Hubert garda le silence durant un long moment avant de demander :
— Quels intérêts que tu vas me demander ?
— Je te l’ai déjà dit, laisse faire les intérêts. Mais je pense à quelque chose, ajouta le meunier. As-tu déjà eu affaire à Tancrède Bélanger ?
— Je lu ai déjà parlé, si c’est ce que tu veux dire.
— Moi, je te dis ça parce que le bonhomme est dur en affaires et lâche pas facilement le morceau. S’il a une chance de grappiller une cenne, il la manquera pas.
— Ouais, c’est pas rassurant, ce que tu dis là.
— Que penserais-tu que j’aille négocier le prix de sa terre avec toi en disant que je suis ton associé dans cette affaire-là ?
— C’est certain que ça me rendrait ben service, reconnut Hubert d’une voix hésitante, mais autant d’argent…
— Pourquoi on n’irait pas le voir tout de suite ? lui proposa Constant. Tu m’as dit qu’il demandait trois cent vingt-cinq piastres, on va bien voir s’il y a un moyen de lui faire baisser son prix. Après tout, nous autres aussi, on a des arguments. Ses rhumatismes le font souffrir et il a pas mal hâte d’aller vivre chez son garçon, non ?
Les deux jeunes hommes endossèrent leur manteau et se couvrirent la tête avant de se serrer dans le berlot. Il ne leur fallut que quelques minutes pour se rendre à l’extrémité du rang Saint-Jean, à faible distance du pont. L’attelage entra dans la cour de la ferme des Bélanger et s’arrêta près de la petite maison blanche à laquelle était accolée une longue remise. Une grange, une étable, une écurie ainsi qu’un poulailler en plus ou moins bon état complétaient les bâtiments disposés au fond de la cour ainsi que sur le côté gauche.
— Tout a l’air pas mal d’aplomb, déclara Constant en descendant du berlot.
Les deux visiteurs durent attendre quelques instants avant qu’Émérentienne Bélanger vienne leur ouvrir la porte et les invite à entrer.
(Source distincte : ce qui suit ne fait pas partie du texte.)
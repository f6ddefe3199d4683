use std::sync::atomic::{AtomicU64, Ordering};
use std::time::{Duration, Instant};
use tracing::info;

/// Process-wide counters for scheduler activity.
///
/// Lives inside the `OrchestrationContext`; there is no global instance.
#[derive(Debug, Default)]
pub struct RunMetrics {
    pub runs: AtomicU64,
    pub jobs_succeeded: AtomicU64,
    pub jobs_failed: AtomicU64,
    pub jobs_skipped: AtomicU64,
    pub batches: AtomicU64,
}

impl RunMetrics {
    pub fn new() -> Self {
        Self::default()
    }

    pub fn record_run(&self, batches: usize) {
        self.runs.fetch_add(1, Ordering::Relaxed);
        self.batches.fetch_add(batches as u64, Ordering::Relaxed);
    }

    pub fn record_outcomes(&self, succeeded: usize, failed: usize, skipped: usize) {
        self.jobs_succeeded.fetch_add(succeeded as u64, Ordering::Relaxed);
        self.jobs_failed.fetch_add(failed as u64, Ordering::Relaxed);
        self.jobs_skipped.fetch_add(skipped as u64, Ordering::Relaxed);
    }

    pub fn get_stats(&self) -> RunStats {
        RunStats {
            runs: self.runs.load(Ordering::Relaxed),
            jobs_succeeded: self.jobs_succeeded.load(Ordering::Relaxed),
            jobs_failed: self.jobs_failed.load(Ordering::Relaxed),
            jobs_skipped: self.jobs_skipped.load(Ordering::Relaxed),
            batches: self.batches.load(Ordering::Relaxed),
        }
    }

    pub fn log_stats(&self) {
        let stats = self.get_stats();
        info!(
            "Scheduler metrics: runs={}, batches={}, succeeded={}, failed={}, skipped={}",
            stats.runs, stats.batches, stats.jobs_succeeded, stats.jobs_failed, stats.jobs_skipped
        );
    }
}

#[derive(Debug, Clone, PartialEq, Eq)]
pub struct RunStats {
    pub runs: u64,
    pub jobs_succeeded: u64,
    pub jobs_failed: u64,
    pub jobs_skipped: u64,
    pub batches: u64,
}

/// Time an operation and log its duration
pub struct OperationTimer {
    operation: String,
    start: Instant,
}

impl OperationTimer {
    pub fn new(operation: &str) -> Self {
        Self {
            operation: operation.to_string(),
            start: Instant::now(),
        }
    }

    pub fn elapsed(&self) -> Duration {
        self.start.elapsed()
    }

    pub fn finish(self) -> Duration {
        let duration = self.start.elapsed();
        info!(
            operation = %self.operation,
            duration_ms = duration.as_millis() as u64,
            "Operation completed"
        );
        duration
    }
}
use serde::{Deserialize, Serialize};
use std::fmt;
use std::path::Path;

use crate::error::{OrchestratorError, Result};

#[derive(Debug, Clone, Copy, PartialEq, Eq, Hash, Default, Serialize, Deserialize)]
#[serde(rename_all = "snake_case")]
pub enum JobStatus {
    #[default]
    Pending,
    Assigned,
    Running,
    Succeeded,
    Failed,
    /// Never attempted because a dependency did not succeed
    Skipped,
}

impl JobStatus {
    pub fn is_terminal(self) -> bool {
        matches!(self, JobStatus::Succeeded | JobStatus::Failed | JobStatus::Skipped)
    }
}

impl fmt::Display for JobStatus {
    fn fmt(&self, f: &mut fmt::Formatter<'_>) -> fmt::Result {
        match self {
            JobStatus::Pending => write!(f, "pending"),
            JobStatus::Assigned => write!(f, "assigned"),
            JobStatus::Running => write!(f, "running"),
            JobStatus::Succeeded => write!(f, "succeeded"),
            JobStatus::Failed => write!(f, "failed"),
            JobStatus::Skipped => write!(f, "skipped"),
        }
    }
}

fn default_kind() -> String {
    "feature".to_string()
}

/// A job as submitted by the caller
#[derive(Debug, Clone, PartialEq, Eq, Serialize, Deserialize)]
pub struct Job {
    /// Hierarchical id; the leading segment selects the domain
    pub id: String,
    #[serde(rename = "type", default = "default_kind")]
    pub kind: String,
    #[serde(default)]
    pub title: String,
    #[serde(default, alias = "complexity_hint")]
    pub complexity: Option<u8>,
    /// Capability tags every assigned worker must satisfy
    #[serde(default)]
    pub requires: Vec<String>,
    #[serde(default)]
    pub depends_on: Vec<String>,
}

impl Job {
    pub fn new(id: impl Into<String>) -> Self {
        Self {
            id: id.into(),
            kind: default_kind(),
            title: String::new(),
            complexity: None,
            requires: Vec::new(),
            depends_on: Vec::new(),
        }
    }

    pub fn titled(mut self, title: impl Into<String>) -> Self {
        self.title = title.into();
        self
    }

    pub fn with_complexity(mut self, complexity: u8) -> Self {
        self.complexity = Some(complexity);
        self
    }

    pub fn requiring(mut self, tag: impl Into<String>) -> Self {
        self.requires.push(tag.into());
        self
    }

    pub fn depending_on(mut self, job_id: impl Into<String>) -> Self {
        self.depends_on.push(job_id.into());
        self
    }
}

#[derive(Debug, Deserialize)]
#[serde(untagged)]
enum JobFile {
    Wrapped { jobs: Vec<Job> },
    Bare(Vec<Job>),
}

impl From<JobFile> for Vec<Job> {
    fn from(file: JobFile) -> Self {
        match file {
            JobFile::Wrapped { jobs } | JobFile::Bare(jobs) => jobs,
        }
    }
}

/// Read a job list: `.json` holds an array or `{ "jobs": [...] }`, anything else is TOML `[[jobs]]`
pub fn load_jobs<P: AsRef<Path>>(path: P) -> Result<Vec<Job>> {
    let path = path.as_ref();
    let content = std::fs::read_to_string(path)?;
    parse_jobs(&content, path.extension().and_then(|e| e.to_str()) == Some("json"))
}

pub fn parse_jobs(content: &str, json: bool) -> Result<Vec<Job>> {
    let file: JobFile = if json {
        serde_json::from_str(content)?
    } else {
        toml::from_str(content)?
    };
    let jobs: Vec<Job> = file.into();
    if jobs.is_empty() {
        return Err(OrchestratorError::validation("job list is empty"));
    }
    Ok(jobs)
}

#[cfg(test)]
mod tests {
    use super::*;

    #[test]
    fn test_toml_job_file() {
        let jobs = parse_jobs(
            r#"
[[jobs]]
id = "frontend.1"
type = "feature"
title = "Login form"
complexity_hint = 2

[[jobs]]
id = "backend.2"
requires = ["backend"]
depends_on = ["frontend.1"]
"#,
            false,
        )
        .unwrap();

        assert_eq!(jobs.len(), 2);
        assert_eq!(jobs[0].complexity, Some(2));
        assert_eq!(jobs[1].kind, "feature");
        assert_eq!(jobs[1].depends_on, vec!["frontend.1"]);
    }

    #[test]
    fn test_json_job_file_shapes() {
        let bare = parse_jobs(r#"[{"id": "ai.1", "complexity": 4}]"#, true).unwrap();
        assert_eq!(bare[0].complexity, Some(4));

        let wrapped = parse_jobs(r#"{"jobs": [{"id": "security.3", "type": "audit"}]}"#, true).unwrap();
        assert_eq!(wrapped[0].kind, "audit");

        assert_eq!(parse_jobs("[]", true).unwrap_err().kind(), "validation");
    }

    #[test]
    fn test_status_terminality() {
        assert!(!JobStatus::Pending.is_terminal());
        assert!(!JobStatus::Running.is_terminal());
        assert!(JobStatus::Skipped.is_terminal());
        assert_eq!(JobStatus::Succeeded.to_string(), "succeeded");
    }
}
use chrono::{DateTime, Utc};
use serde::{Deserialize, Serialize};
use serde_json::Value;
use std::collections::BTreeMap;
use std::path::PathBuf;

use super::types::HookType;

const ENV_PREFIX: &str = "HOOK_";

/// Snapshot handed to a hook command and to reviewers
#[derive(Debug, Clone, PartialEq, Serialize, Deserialize)]
pub struct HookContext {
    pub hook_type: HookType,
    pub timestamp: DateTime<Utc>,
    pub environment: String,
    pub user: String,
    pub working_dir: PathBuf,
    /// Domain fields flattened to primitive key/value pairs
    pub fields: BTreeMap<String, String>,
}

impl HookContext {
    pub fn build(hook_type: HookType, environment: &str, data: &Value) -> Self {
        let mut fields = BTreeMap::new();
        flatten_into(&mut fields, None, data);

        Self {
            hook_type,
            timestamp: Utc::now(),
            environment: environment.to_string(),
            user: acting_user(),
            working_dir: std::env::current_dir().unwrap_or_else(|_| PathBuf::from(".")),
            fields,
        }
    }

    /// Feature or job id carried by the payload, if any
    pub fn feature_id(&self) -> Option<&str> {
        ["feature_id", "job_id", "id"]
            .iter()
            .find_map(|key| self.fields.get(*key))
            .map(String::as_str)
    }

    /// Worker ids carried by the payload
    pub fn agents(&self) -> Vec<String> {
        ["agents", "workers"]
            .iter()
            .find_map(|key| self.fields.get(*key))
            .map(|joined| {
                joined
                    .split(',')
                    .filter(|s| !s.is_empty())
                    .map(str::to_string)
                    .collect()
            })
            .unwrap_or_default()
    }

    /// Environment variables exported to the hook command
    pub fn to_env(&self) -> Vec<(String, String)> {
        let agents = self.agents();
        let mut env = vec![
            (format!("{ENV_PREFIX}TYPE"), self.hook_type.to_string()),
            (format!("{ENV_PREFIX}TIMESTAMP"), self.timestamp.to_rfc3339()),
            (format!("{ENV_PREFIX}ENVIRONMENT"), self.environment.clone()),
            (format!("{ENV_PREFIX}USER"), self.user.clone()),
            (
                format!("{ENV_PREFIX}CWD"),
                self.working_dir.display().to_string(),
            ),
            (
                format!("{ENV_PREFIX}FEATURE_ID"),
                self.feature_id().unwrap_or_default().to_string(),
            ),
            (format!("{ENV_PREFIX}AGENTS"), agents.join(",")),
            (format!("{ENV_PREFIX}AGENT_COUNT"), agents.len().to_string()),
            (
                format!("{ENV_PREFIX}CONTEXT"),
                serde_json::to_string(self).unwrap_or_default(),
            ),
        ];

        env.extend(self.fields.iter().map(|(key, value)| {
            (
                format!("{ENV_PREFIX}DATA_{}", env_key(key)),
                value.clone(),
            )
        }));
        env
    }
}

fn acting_user() -> String {
    std::env::var("USER")
        .or_else(|_| std::env::var("USERNAME"))
        .ok()
        .filter(|u| !u.is_empty())
        .or_else(|| {
            hostname::get()
                .ok()
                .map(|h| format!("unknown@{}", h.to_string_lossy()))
        })
        .unwrap_or_else(|| "unknown".to_string())
}

fn env_key(key: &str) -> String {
    key.chars()
        .map(|c| if c.is_ascii_alphanumeric() { c.to_ascii_uppercase() } else { '_' })
        .collect()
}

/// Nested keys are joined with `_`; arrays of primitives are joined with `,`.
fn flatten_into(out: &mut BTreeMap<String, String>, prefix: Option<&str>, value: &Value) {
    match value {
        Value::Object(map) => {
            for (key, nested) in map {
                let full = match prefix {
                    Some(p) => format!("{p}_{key}"),
                    None => key.clone(),
                };
                flatten_into(out, Some(&full), nested);
            }
        }
        Value::Array(items) => {
            let Some(key) = prefix else { return };
            if items.iter().all(|item| !item.is_object() && !item.is_array()) {
                let joined = items.iter().map(primitive).collect::<Vec<_>>().join(",");
                out.insert(key.to_string(), joined);
            } else {
                for (index, item) in items.iter().enumerate() {
                    flatten_into(out, Some(&format!("{key}_{index}")), item);
                }
            }
        }
        other => {
            if let Some(key) = prefix {
                out.insert(key.to_string(), primitive(other));
            }
        }
    }
}

fn primitive(value: &Value) -> String {
    match value {
        Value::Null => String::new(),
        Value::String(s) => s.clone(),
        other => other.to_string(),
    }
}
use clap::{Parser, Subcommand};

pub mod commands;

#[derive(Parser)]
#[command(name = "feature-orchestrator")]
#[command(about = "Capability-aware feature delivery orchestration")]
#[command(long_about = "Feature Orchestrator decomposes feature jobs into weighted task trees, \
                       balances them over capability-tagged workers in batches, and runs lifecycle \
                       hooks with reviewer consensus around every step. Start with \
                       'feature-orchestrator decompose <job-id>' to see how a job breaks down.")]
pub struct Cli {
    /// Configuration file (defaults to orchestrator.toml)
    #[arg(long, global = true, help = "Path to a TOML configuration file")]
    pub config: Option<String>,
    #[command(subcommand)]
    pub command: Option<Commands>,
}

#[derive(Subcommand)]
pub enum Commands {
    /// Schedule a job file over the registered workers
    Run {
        /// Job file: TOML with [[jobs]] or JSON
        #[arg(long, help = "Path to the job file (.toml or .json)")]
        jobs: String,
        /// Batching strategy
        #[arg(long, default_value = "smart", help = "Batching strategy: sequential, parallel, smart")]
        strategy: String,
        /// Maximum concurrently running jobs
        #[arg(long, help = "Override scheduler.max_concurrent_jobs")]
        max_concurrent: Option<usize>,
        /// Operation to run for every job
        #[arg(long, default_value = "start", help = "Operation: start, scaffold, decompose, review")]
        operation: String,
        /// Print the run report as JSON
        #[arg(long, help = "Emit the report as JSON instead of a summary")]
        json: bool,
    },
    /// Show the task tree for one job id
    Decompose {
        /// Job id such as backend.2.1
        job_id: String,
        /// Complexity hint (1-5)
        #[arg(long, help = "Complexity hint between 1 and 5")]
        complexity: Option<u8>,
        /// Print the decomposition as JSON
        #[arg(long, help = "Emit the decomposition as JSON")]
        json: bool,
    },
    /// Run the command bound to one lifecycle point
    Hook {
        /// Lifecycle point such as pre-commit
        hook_type: String,
        /// JSON object passed to the hook
        #[arg(long, help = "JSON object exposed to the hook as HOOK_DATA_* variables")]
        data: Option<String>,
    },
    /// List lifecycle points and their bound commands
    Hooks,
}
//! Namespaced TTL cache
//!
//! Each namespace is its own `moka` cache with the namespace TTL. Concurrent
//! misses for one key share a single producer run.

pub mod entry;

pub use entry::{CacheEntry, EntryInfo};

use moka::future::Cache;
use moka::ops::compute::Op;
use parking_lot::RwLock;
use serde::de::DeserializeOwned;
use serde::Serialize;
use std::collections::HashMap;
use std::future::Future;
use std::sync::atomic::{AtomicU64, Ordering};
use std::sync::Arc;
use std::time::Duration;
use tracing::{debug, info};

use crate::config::CacheConfig;
use crate::error::{OrchestratorError, Result};

#[derive(Debug, Clone, Copy, Default, PartialEq, Serialize)]
pub struct CacheStats {
    pub hits: u64,
    pub misses: u64,
    pub hit_rate: f64,
    pub entries: usize,
    pub approx_total_size_bytes: usize,
    pub producer_invocations: u64,
}

#[derive(Clone)]
struct Namespace {
    cache: Cache<String, Arc<CacheEntry>>,
    ttl: Duration,
}

impl Namespace {
    fn build(ttl: Duration, max_capacity: u64) -> Self {
        let cache = Cache::builder()
            .max_capacity(max_capacity)
            .time_to_live(ttl)
            .build();
        Self { cache, ttl }
    }

    fn live_entries(&self) -> impl Iterator<Item = Arc<CacheEntry>> + '_ {
        self.cache
            .iter()
            .map(|(_, entry)| entry)
            .filter(|entry| !entry.is_expired())
    }
}

pub struct TtlCache {
    config: CacheConfig,
    namespaces: RwLock<HashMap<String, Namespace>>,
    hits: AtomicU64,
    misses: AtomicU64,
    producer_invocations: AtomicU64,
}

impl TtlCache {
    pub fn new(config: CacheConfig) -> Self {
        Self {
            config,
            namespaces: RwLock::new(HashMap::new()),
            hits: AtomicU64::new(0),
            misses: AtomicU64::new(0),
            producer_invocations: AtomicU64::new(0),
        }
    }

    /// Override a namespace TTL; existing entries in it are dropped
    pub fn configure_namespace(&self, namespace: &str, ttl: Duration) {
        let fresh = Namespace::build(ttl, self.config.max_capacity);
        if let Some(old) = self.namespaces.write().insert(namespace.to_string(), fresh) {
            old.cache.invalidate_all();
        }
    }

    fn namespace(&self, namespace: &str) -> Namespace {
        if let Some(ns) = self.namespaces.read().get(namespace) {
            return ns.clone();
        }
        self.namespaces
            .write()
            .entry(namespace.to_string())
            .or_insert_with(|| {
                Namespace::build(self.config.ttl_for(namespace), self.config.max_capacity)
            })
            .clone()
    }

    /// Return the live value for `(namespace, key)` or compute, store and return it
    ///
    /// Concurrent callers missing on the same key wait for the first producer
    /// instead of running their own. A producer error reaches every waiting
    /// caller and nothing is stored.
    pub async fn with_cache<T, F, Fut>(&self, namespace: &str, key: &str, producer: F) -> Result<T>
    where
        T: Serialize + DeserializeOwned + Send,
        F: FnOnce() -> Fut + Send,
        Fut: Future<Output = Result<T>> + Send,
    {
        let ns = self.namespace(namespace);

        if let Some(entry) = ns.cache.get(key).await {
            if !entry.is_expired() {
                let hits = entry.record_hit();
                self.hits.fetch_add(1, Ordering::Relaxed);
                debug!(namespace, key, hits, "Cache hit");
                return Ok(serde_json::from_value(entry.value.clone())?);
            }
            // Only drop the entry we saw; a concurrent caller may already have replaced it
            ns.cache
                .entry(key.to_string())
                .and_compute_with(|current| {
                    let op = match current {
                        Some(current) if Arc::ptr_eq(current.value(), &entry) => Op::Remove,
                        _ => Op::Nop,
                    };
                    std::future::ready(op)
                })
                .await;
        }

        self.misses.fetch_add(1, Ordering::Relaxed);
        debug!(namespace, key, "Cache miss");

        let ttl = ns.ttl;
        let entry = ns
            .cache
            .try_get_with(key.to_string(), async move {
                self.producer_invocations.fetch_add(1, Ordering::Relaxed);
                let value = producer().await?;
                let json = serde_json::to_value(&value)?;
                Ok::<_, OrchestratorError>(Arc::new(CacheEntry::new(namespace, key, json, ttl)))
            })
            .await
            .map_err(|e: Arc<OrchestratorError>| OrchestratorError::CacheProducer {
                namespace: namespace.to_string(),
                key: key.to_string(),
                message: e.to_string(),
            })?;

        Ok(serde_json::from_value(entry.value.clone())?)
    }

    pub async fn invalidate(&self, namespace: &str, key: &str) {
        let existing = self.namespaces.read().get(namespace).cloned();
        if let Some(ns) = existing {
            ns.cache.invalidate(key).await;
            debug!(namespace, key, "Cache entry invalidated");
        }
    }

    /// Drop every entry in a namespace
    pub fn invalidate_type(&self, namespace: &str) {
        let mut namespaces = self.namespaces.write();
        if let Some(ns) = namespaces.get_mut(namespace) {
            ns.cache.invalidate_all();
            *ns = Namespace::build(ns.ttl, self.config.max_capacity);
            info!(namespace, "Cache namespace cleared");
        }
    }

    /// Drop every entry everywhere; counters are kept
    pub fn clear(&self) {
        let mut namespaces = self.namespaces.write();
        for ns in namespaces.values_mut() {
            ns.cache.invalidate_all();
            *ns = Namespace::build(ns.ttl, self.config.max_capacity);
        }
        info!("Cache cleared");
    }

    pub fn stats(&self) -> CacheStats {
        let hits = self.hits.load(Ordering::Relaxed);
        let misses = self.misses.load(Ordering::Relaxed);
        let lookups = hits + misses;

        let (entries, approx_total_size_bytes) = self
            .namespaces
            .read()
            .values()
            .flat_map(|ns| ns.live_entries().collect::<Vec<_>>())
            .fold((0, 0), |(count, size), entry| (count + 1, size + entry.size_bytes));

        CacheStats {
            hits,
            misses,
            hit_rate: if lookups == 0 {
                0.0
            } else {
                hits as f64 / lookups as f64
            },
            entries,
            approx_total_size_bytes,
            producer_invocations: self.producer_invocations.load(Ordering::Relaxed),
        }
    }

    pub fn entry_info(&self, namespace: &str, key: &str) -> Option<EntryInfo> {
        let ns = self.namespaces.read().get(namespace).cloned()?;
        let info = ns
            .live_entries()
            .find(|entry| entry.key == key)
            .map(|entry| entry.info());
        info
    }

    /// Namespaces created so far, with their TTLs
    pub fn namespaces(&self) -> Vec<(String, Duration)> {
        let mut names: Vec<(String, Duration)> = self
            .namespaces
            .read()
            .iter()
            .map(|(name, ns)| (name.clone(), ns.ttl))
            .collect();
        names.sort();
        names
    }

    pub fn log_stats(&self) {
        let stats = self.stats();
        info!(
            hits = stats.hits,
            misses = stats.misses,
            hit_rate = stats.hit_rate,
            entries = stats.entries,
            size_bytes = stats.approx_total_size_bytes,
            "Cache statistics"
        );
    }
}

#[cfg(test)]
mod tests {
    use super::*;

    fn cache() -> TtlCache {
        TtlCache::new(CacheConfig::default())
    }

    #[tokio::test]
    async fn test_second_lookup_is_a_hit() {
        let cache = cache();
        let first: u32 = cache.with_cache("capabilities", "ai", || async { Ok(3) }).await.unwrap();
        let second: u32 = cache
            .with_cache("capabilities", "ai", || async { Ok(99) })
            .await
            .unwrap();

        assert_eq!(first, 3);
        assert_eq!(second, 3);
        let stats = cache.stats();
        assert_eq!(stats.hits, 1);
        assert_eq!(stats.misses, 1);
        assert_eq!(stats.producer_invocations, 1);
        assert_eq!(stats.entries, 1);
        assert!((stats.hit_rate - 0.5).abs() < f64::EPSILON);
        assert_eq!(cache.entry_info("capabilities", "ai").unwrap().hit_count, 1);
    }

    #[tokio::test]
    async fn test_producer_error_is_not_cached() {
        let cache = cache();
        let err = cache
            .with_cache::<u32, _, _>("workload", "all", || async {
                Err(OrchestratorError::validation("registry offline"))
            })
            .await
            .unwrap_err();
        assert_eq!(err.kind(), "cache_producer");
        assert!(err.to_string().contains("registry offline"));

        let value: u32 = cache.with_cache("workload", "all", || async { Ok(7) }).await.unwrap();
        assert_eq!(value, 7);
        assert_eq!(cache.stats().producer_invocations, 2);
    }

    #[tokio::test]
    async fn test_expired_entry_is_recomputed_once() {
        let cache = cache();
        cache.configure_namespace("test-results", Duration::from_millis(50));

        let _: u32 = cache.with_cache("test-results", "k", || async { Ok(1) }).await.unwrap();
        tokio::time::sleep(Duration::from_millis(80)).await;
        let value: u32 = cache.with_cache("test-results", "k", || async { Ok(2) }).await.unwrap();
        let again: u32 = cache.with_cache("test-results", "k", || async { Ok(3) }).await.unwrap();

        assert_eq!(value, 2);
        assert_eq!(again, 2);
        assert_eq!(cache.stats().producer_invocations, 2);
    }

    #[tokio::test]
    async fn test_invalidation() {
        let cache = cache();
        for key in ["a", "b"] {
            let _: String = cache
                .with_cache("decomposition", key, || async move { Ok(key.to_string()) })
                .await
                .unwrap();
        }
        let _: u8 = cache.with_cache("capabilities", "x", || async { Ok(1) }).await.unwrap();

        cache.invalidate("decomposition", "a").await;
        assert!(cache.entry_info("decomposition", "a").is_none());
        assert!(cache.entry_info("decomposition", "b").is_some());

        cache.invalidate_type("decomposition");
        assert!(cache.entry_info("decomposition", "b").is_none());
        assert!(cache.entry_info("capabilities", "x").is_some());

        cache.clear();
        assert_eq!(cache.stats().entries, 0);
    }

    #[tokio::test]
    async fn test_entry_info_reports_hits_and_ttl() {
        let cache = cache();
        assert!(cache.entry_info("capabilities", "missing").is_none());

        let _: u8 = cache.with_cache("capabilities", "ui", || async { Ok(1) }).await.unwrap();
        let _: u8 = cache.with_cache("capabilities", "ui", || async { Ok(1) }).await.unwrap();

        let info = cache.entry_info("capabilities", "ui").unwrap();
        assert_eq!(info.namespace, "capabilities");
        assert_eq!(info.hit_count, 1);
        assert_eq!(info.ttl_ms, 86_400_000);
    }

    #[test]
    fn test_unknown_namespace_uses_default_ttl() {
        let cache = cache();
        let _ = cache.namespace("adhoc");
        let _ = cache.namespace("workload");
        assert_eq!(
            cache.namespaces(),
            vec![
                ("adhoc".to_string(), Duration::from_secs(300)),
                ("workload".to_string(), Duration::from_secs(5)),
            ]
        );
    }
}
— Enlevez votre capot et vos bottes pendant que je vais aller réveiller mon vieux, leur dit-elle. Il vient juste d’aller s’étendre.
La vieille dame disparut dans la pièce voisine et en ressortit quelques instants plus tard en compagnie de son mari à la couronne de cheveux ébouriffés qui passa ses larges bretelles sur sa chemise grise. En apercevant les deux jeunes hommes, Tancrède Bélanger ne put cacher sa surprise.
— Qu’est-ce que je peux faire pour vous autres, les jeunes ? leur demanda-t-il en leur montrant l’un des deux longs bancs placés près de la table.
— On est venus vous proposer un marché, monsieur Bélanger, lui annonça Constant. J’ai entendu dire que vous pensiez à aller vivre avec votre garçon à Saint-Zéphirin à cause de vos rhumatismes.
— Disons que c’est une idée qui m’a traversé la tête cet automne, répliqua le gros homme sur un ton neutre en prenant place dans une chaise berçante.
— Si j’ai bien entendu ce qui se racontait chez Dionne, vous demandiez trois cent vingt-cinq piastres pour votre terre, la maison et tout le roulant, poursuivit le meunier.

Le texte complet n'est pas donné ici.